◆ What needs to be done
In the entries below, how many lines hold the string "observability"? Give only the number.

(Saved entries)
--------------------------------

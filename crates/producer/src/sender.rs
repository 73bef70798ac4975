//! Sender - delivers one batch and classifies the outcome

use std::sync::Arc;

use bytes::Bytes;
use contracts::{
    BatchFormat, DeliveryError, DeliveryStatus, EncodedBatch, LogEntry, ProducerConfig,
    RoutingKey, Transport,
};
use serde::Serialize;
use tokio::time::{Duration, Instant};
use tracing::{debug, error, warn};

use crate::backoff::Backoff;
use crate::batch::Batch;
use crate::metrics::ProducerMetrics;
use crate::retry_queue::RetryQueue;

/// What happened to a batch after one delivery attempt
#[derive(Debug, Clone, PartialEq, Eq)]
pub enum SendOutcome {
    /// Transport accepted the batch, callbacks notified
    Delivered,
    /// Transient failure, batch parked in the retry queue
    Requeued { attempts: u32, delay: Duration },
    /// Terminal failure, callbacks notified
    Failed(DeliveryError),
}

/// Wire shape of an encoded batch
#[derive(Serialize)]
struct LogGroup<'a> {
    topic: &'a str,
    source: &'a str,
    shard_hash: &'a str,
    file_name: &'a str,
    logs: &'a [LogEntry],
}

impl<'a> LogGroup<'a> {
    fn new(key: &'a RoutingKey, logs: &'a [LogEntry]) -> Self {
        Self {
            topic: &key.topic,
            source: &key.source,
            shard_hash: &key.shard_hash,
            file_name: &key.file_name,
            logs,
        }
    }
}

/// Encode the batch's entries into a transport payload
pub fn encode(format: BatchFormat, batch: &Batch) -> Result<Bytes, String> {
    let group = LogGroup::new(batch.key(), batch.entries());
    let payload = match format {
        BatchFormat::Json => serde_json::to_vec(&group).map_err(|e| e.to_string())?,
        BatchFormat::Bincode => bincode::serialize(&group).map_err(|e| e.to_string())?,
    };
    Ok(Bytes::from(payload))
}

/// Performs delivery through the shared transport
pub struct Sender<T> {
    transport: Arc<T>,
    retry_queue: Arc<RetryQueue>,
    backoff: Backoff,
    max_retry_count: u32,
    format: BatchFormat,
    metrics: Arc<ProducerMetrics>,
}

impl<T: Transport + Sync + 'static> Sender<T> {
    pub fn new(
        transport: T,
        retry_queue: Arc<RetryQueue>,
        config: &ProducerConfig,
        metrics: Arc<ProducerMetrics>,
    ) -> Self {
        Self {
            transport: Arc::new(transport),
            retry_queue,
            backoff: Backoff::new(config.backoff.clone()),
            max_retry_count: config.max_retry_count,
            format: config.format,
            metrics,
        }
    }

    pub fn transport(&self) -> &T {
        &self.transport
    }

    /// Attempt delivery of `batch` once
    ///
    /// Retryable failures are parked in the retry queue while attempts stay
    /// within `max_retry_count`; every other outcome is terminal and consumes
    /// the batch's callbacks.
    pub async fn send(&self, mut batch: Batch) -> SendOutcome {
        let payload = match encode(self.format, &batch) {
            Ok(payload) => payload,
            Err(reason) => {
                let error = DeliveryError::Fatal {
                    attempts: batch.attempts(),
                    reason: format!("encode failed: {reason}"),
                };
                return self.fail(batch, error);
            }
        };

        let encoded = EncodedBatch {
            key: batch.key().clone(),
            payload,
            entry_count: batch.len(),
            attempt: batch.attempts(),
        };
        let result = self.transport.deliver(&encoded).await;
        let attempts = batch.record_attempt();

        match result {
            Ok(()) => {
                debug!(
                    transport = self.transport.name(),
                    key = %batch.key(),
                    entries = batch.len(),
                    attempts,
                    "Batch delivered"
                );
                self.metrics.record_delivered(batch.len());
                self.finish(batch, DeliveryStatus::Delivered);
                SendOutcome::Delivered
            }
            Err(e) if e.is_retryable() && attempts <= self.max_retry_count => {
                let delay = self.backoff.delay(attempts);
                warn!(
                    transport = self.transport.name(),
                    key = %batch.key(),
                    attempts,
                    delay_ms = delay.as_millis() as u64,
                    error = %e,
                    "Delivery failed, retry scheduled"
                );
                self.metrics.inc_retries();
                observability::metrics::record_retry_scheduled(
                    self.transport.name(),
                    delay.as_millis() as u64,
                );
                self.retry_queue.push(batch, Instant::now() + delay);
                SendOutcome::Requeued { attempts, delay }
            }
            Err(e) if e.is_retryable() => {
                let error = DeliveryError::RetryExhausted {
                    attempts,
                    last_reason: e.reason().to_string(),
                };
                self.fail(batch, error)
            }
            Err(e) => {
                let error = DeliveryError::Fatal {
                    attempts,
                    reason: e.reason().to_string(),
                };
                self.fail(batch, error)
            }
        }
    }

    fn fail(&self, batch: Batch, error: DeliveryError) -> SendOutcome {
        error!(
            transport = self.transport.name(),
            key = %batch.key(),
            entries = batch.len(),
            error = %error,
            "Batch dropped"
        );
        self.metrics.record_failed(batch.len());
        self.finish(batch, DeliveryStatus::Failed(error.clone()));
        SendOutcome::Failed(error)
    }

    fn finish(&self, batch: Batch, status: DeliveryStatus) {
        let pending = self
            .metrics
            .release_pending(batch.total_size(), batch.len());
        observability::metrics::record_pending_bytes(pending);
        let report = batch.complete(status);
        observability::metrics::record_delivery(self.transport.name(), &report);
    }
}

#[cfg(test)]
mod tests {
    use super::*;
    use crate::callback;
    use contracts::{BackoffPolicy, TransportError};
    use std::sync::Mutex;

    /// Transport replaying a scripted list of results
    struct ScriptedTransport {
        results: Mutex<Vec<Result<(), TransportError>>>,
        payloads: Mutex<Vec<EncodedBatch>>,
    }

    impl ScriptedTransport {
        fn new(mut results: Vec<Result<(), TransportError>>) -> Self {
            results.reverse();
            Self {
                results: Mutex::new(results),
                payloads: Mutex::new(Vec::new()),
            }
        }
    }

    impl Transport for ScriptedTransport {
        fn name(&self) -> &str {
            "scripted"
        }

        async fn deliver(&self, batch: &EncodedBatch) -> Result<(), TransportError> {
            self.payloads.lock().unwrap().push(batch.clone());
            self.results.lock().unwrap().pop().unwrap_or(Ok(()))
        }
    }

    fn config(max_retry_count: u32) -> ProducerConfig {
        ProducerConfig {
            max_retry_count,
            backoff: BackoffPolicy {
                initial_ms: 10,
                max_ms: 100,
                multiplier: 2.0,
                jitter: false,
            },
            ..Default::default()
        }
    }

    fn sender(
        results: Vec<Result<(), TransportError>>,
        max_retry_count: u32,
    ) -> (Sender<ScriptedTransport>, Arc<RetryQueue>, Arc<ProducerMetrics>) {
        let retry_queue = Arc::new(RetryQueue::new());
        let metrics = Arc::new(ProducerMetrics::new());
        let sender = Sender::new(
            ScriptedTransport::new(results),
            Arc::clone(&retry_queue),
            &config(max_retry_count),
            Arc::clone(&metrics),
        );
        (sender, retry_queue, metrics)
    }

    fn batch_with_receipt() -> (Batch, tokio::sync::oneshot::Receiver<contracts::DeliveryReport>) {
        let (cb, rx) = callback::oneshot();
        let batch = Batch::new(
            RoutingKey::new("app").with_source("10.0.0.1"),
            LogEntry::message("hello"),
            Some(cb),
        );
        (batch, rx)
    }

    #[tokio::test]
    async fn test_success_notifies_callbacks() {
        let (sender, retry_queue, metrics) = sender(vec![Ok(())], 3);
        let (batch, rx) = batch_with_receipt();
        metrics.add_pending(batch.total_size());

        assert_eq!(sender.send(batch).await, SendOutcome::Delivered);

        let report = rx.await.unwrap();
        assert!(report.is_success());
        assert_eq!(report.attempts, 1);
        assert!(retry_queue.is_empty());
        assert_eq!(metrics.pending_bytes(), 0);
    }

    #[tokio::test]
    async fn test_retryable_failure_is_requeued() {
        let (sender, retry_queue, metrics) =
            sender(vec![Err(TransportError::retryable("throttled"))], 3);
        let (batch, mut rx) = batch_with_receipt();

        let outcome = sender.send(batch).await;
        assert_eq!(
            outcome,
            SendOutcome::Requeued {
                attempts: 1,
                delay: Duration::from_millis(10)
            }
        );
        assert_eq!(retry_queue.len(), 1);
        assert!(rx.try_recv().is_err());
        assert_eq!(metrics.snapshot(0).retries, 1);

        let requeued = retry_queue.get_due(true).pop().unwrap();
        assert_eq!(requeued.attempts(), 1);
    }

    #[tokio::test]
    async fn test_retries_exhaust_after_limit() {
        let results = (0..3)
            .map(|_| Err(TransportError::retryable("busy")))
            .collect();
        let (sender, retry_queue, _) = sender(results, 2);
        let (mut batch, rx) = batch_with_receipt();

        for expected in 1..=2 {
            match sender.send(batch).await {
                SendOutcome::Requeued { attempts, .. } => assert_eq!(attempts, expected),
                other => panic!("unexpected outcome: {other:?}"),
            }
            batch = retry_queue.get_due(true).pop().unwrap();
        }

        let outcome = sender.send(batch).await;
        let expected = DeliveryError::RetryExhausted {
            attempts: 3,
            last_reason: "busy".to_string(),
        };
        assert_eq!(outcome, SendOutcome::Failed(expected.clone()));
        assert_eq!(rx.await.unwrap().error(), Some(&expected));
        assert!(retry_queue.is_empty());
    }

    #[tokio::test]
    async fn test_zero_retry_limit_exhausts_immediately() {
        let (sender, retry_queue, _) = sender(vec![Err(TransportError::retryable("busy"))], 0);
        let (batch, rx) = batch_with_receipt();

        assert!(matches!(
            sender.send(batch).await,
            SendOutcome::Failed(DeliveryError::RetryExhausted { attempts: 1, .. })
        ));
        assert!(!rx.await.unwrap().is_success());
        assert!(retry_queue.is_empty());
    }

    #[tokio::test]
    async fn test_fatal_failure_skips_retry() {
        let (sender, retry_queue, metrics) =
            sender(vec![Err(TransportError::fatal("unauthorized"))], 5);
        let (batch, rx) = batch_with_receipt();

        let outcome = sender.send(batch).await;
        assert!(matches!(outcome, SendOutcome::Failed(DeliveryError::Fatal { attempts: 1, .. })));
        assert!(retry_queue.is_empty());
        assert!(!rx.await.unwrap().is_success());
        assert_eq!(metrics.snapshot(0).failed_batches, 1);
    }

    #[tokio::test]
    async fn test_payload_carries_attempt_and_entries() {
        let (sender, retry_queue, _) =
            sender(vec![Err(TransportError::retryable("busy")), Ok(())], 3);
        let (batch, _rx) = batch_with_receipt();

        sender.send(batch).await;
        let batch = retry_queue.get_due(true).pop().unwrap();
        sender.send(batch).await;

        let payloads = sender.transport().payloads.lock().unwrap();
        assert_eq!(payloads.len(), 2);
        assert_eq!(payloads[0].attempt, 0);
        assert_eq!(payloads[1].attempt, 1);
        assert_eq!(payloads[1].entry_count, 1);

        let json: serde_json::Value = serde_json::from_slice(&payloads[1].payload).unwrap();
        assert_eq!(json["topic"], "app");
        assert_eq!(json["source"], "10.0.0.1");
        assert_eq!(json["logs"].as_array().unwrap().len(), 1);
    }

    #[test]
    fn test_bincode_encoding() {
        let batch = Batch::new(RoutingKey::new("t"), LogEntry::message("m"), None);
        let json = encode(BatchFormat::Json, &batch).unwrap();
        let bin = encode(BatchFormat::Bincode, &batch).unwrap();
        assert!(!bin.is_empty());
        assert_ne!(json, bin);
    }
}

--------------------------------

◆ Exercise response
3